All workers’ compensation laws have very specific procedures, and the Longshore Act (the long name for this law is the Longshore and Harbor Workers' Compensation Act) is no different. In this article, we'll spotlight some important tips to keep in mind when you're making a claim under the LHWCA.
Meeting the Notice Deadline
In general, the Longshore Act requires an injured employee to report a work-related injury to his/her employer and to the federal Office of Workers’ Compensation Programs (the office that administers the Longshore Act) within 30 days of the injury. However, there are two important exceptions.
The first exception is in situations where the injury does not immediately result in disability. In that situation, the employee must report the injury within 30 days after the employee is aware, or reasonably should have become aware, that the injury caused a disability or lost time from work.

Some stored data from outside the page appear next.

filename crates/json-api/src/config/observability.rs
//! Logging Config

use clap::Args;

/// Log output format.
#[derive(Clone, Copy, Debug, clap::ValueEnum)]
pub enum LogFormat {
    /// Compact, human-readable logs.
    Compact,

    /// Structured JSON logs.
    Json,
}

/// Logging settings.
#[derive(Debug, Args)]
pub struct LoggingConfig {
    /// Log level (trace, debug, info, warn, error)
    #[arg(short, long, env = "RUST_LOG", default_value = "info")]
    pub log_level: String,

    /// Log format (compact, json)
    #[arg(long, env = "LOG_FORMAT", value_enum, default_value_t = LogFormat::Compact)]
    pub log_format: LogFormat,

    /// Threshold for slow request warnings.
    #[arg(long, env = "SLOW_REQUEST_THRESHOLD_MS", default_value_t = 1_000_u64)]
    pub slow_request_threshold_ms: u64,
}
//! Secret strings that never print and are wiped on drop.

use std::fmt;

use zeroize::Zeroize;

#[derive(Clone, PartialEq, Eq)]
pub struct Secret(String);

impl Secret {
    #[must_use]
    pub fn new(value: impl Into<String>) -> Self {
        Self(value.into())
    }

    #[must_use]
    pub fn expose(&self) -> &str {
        &self.0
    }

    #[must_use]
    pub fn is_empty(&self) -> bool {
        self.0.is_empty()
    }
}

impl fmt::Debug for Secret {
    fn fmt(&self, f: &mut fmt::Formatter<'_>) -> fmt::Result {
        f.write_str("Secret(**redacted**)")
    }
}

impl Drop for Secret {
    fn drop(&mut self) {
        self.0.zeroize();
    }
}

impl From<String> for Secret {
    fn from(value: String) -> Self {
        Self(value)
    }
}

The second exception is in cases of occupational diseases. In those situations, the employee must report the injury within one year after the employee becomes aware, or reasonably should have become aware, that the occupational disease caused a disability or lost time from work.
Just because these exceptions exist does not mean that you should automatically try to take advantage of them. There are two reasons to stick with the 30-day notice deadline.
First, the law can be unclear. There is no guarantee that a Longshore judge will agree that your case falls under one of the exceptions. Second, when an employee waits weeks or months to report an injury, insurers usually don’t believe that the employee was injured at work and will not willingly agree to pay any benefits. It also becomes far more difficult to convince a judge that you were injured at work when you wait a while to report an injury.
Watch the Statute of Limitations
The statute of limitations is the deadline for filing a Longshore claim. The deadline is one year from the date of the injury. There are some exceptions, but they are complicated, and you should never assume that an exception will apply in your case.
Filing a Claim: The Informal Conference
If the employer’s workers’ compensation insurer starts paying you benefits after the injury, then you don’t need to do anything else. You just take the benefits and try to get better and return to work.
But if the insurer refuses to pay benefits, or if the benefits aren’t the proper amount, then you need to file a claim. You file a claim by filling out a Longshore claim form and requesting an informal conference. You must send the claim form to the federal Office of Workers’ Compensation Programs for your region (there are a number of offices throughout the country) along with the medical records that support your right to workers’ compensation benefits. For example, if you are claiming temporary total disability benefits, you have to submit medical records that state that you:
- suffered an injury on the date that you claim that you were injured, and
- have been totally disabled during the entire time period that you claim that you have been disabled.
Unfortunately, the informal conference generally does not resolve anything. It is just a required step that you must take before requesting a hearing. The Longshore claims examiner who conducts the informal conference has no legal authority to order the insurer to pay you workers’ compensation benefits. He/she can only recommend that your benefits be started.
Requesting a Hearing
So, after getting the claims examiner’s written recommendation, the next step in the Longshore claims process is to request a hearing. Your lawyer will request a formal hearing by sending another form to the Office of Workers’ Compensation Programs and asking that your case be referred to a federal Administrative Law Judge for a hearing.
Before the hearing, each side is entitled to conduct pre-hearing investigation (called “discovery”) just like a regular lawsuit in court. They can send written questions called interrogatories to each other, request that the other side produce documents, and take depositions of the other side and of other witnesses. The discovery period usually lasts several months, and, when the discovery period is over, you are ready for the hearing.
If you haven’t been able to settle your case, a hearing will be held in front of a federal Administrative Law Judge. The usual issues to be decided at a LHWCA hearing are:
- whether the employee suffered a work related injury
- if the employee had a prior injury, whether the current injury was a new injury for which the current employer should be responsible, or an aggravation of an old injury, which would free the current employer from responsibility
- the employee’s average weekly wage
- the extent of the employee’s disability, and
- the reasonableness of the employee’s medical treatment, and whether the insurer should pay the employee’s medical bills.
Attorney Fees Under the LHWCA
An employee who files a claim under the Longshore Act almost never has to pay his/her attorney directly. If the attorney gets the client any benefits either by winning at the hearing or by settling the case, the attorney will submit a fee petition to the Longshore claims examiner or to the Administrative Law Judge, or both, depending on the status of the case at the time that the client gets the benefits.
The claims examiner or judge will review the petition, and, if the petition is approved, will order the insurer to pay the attorney’s fee directly to the attorney.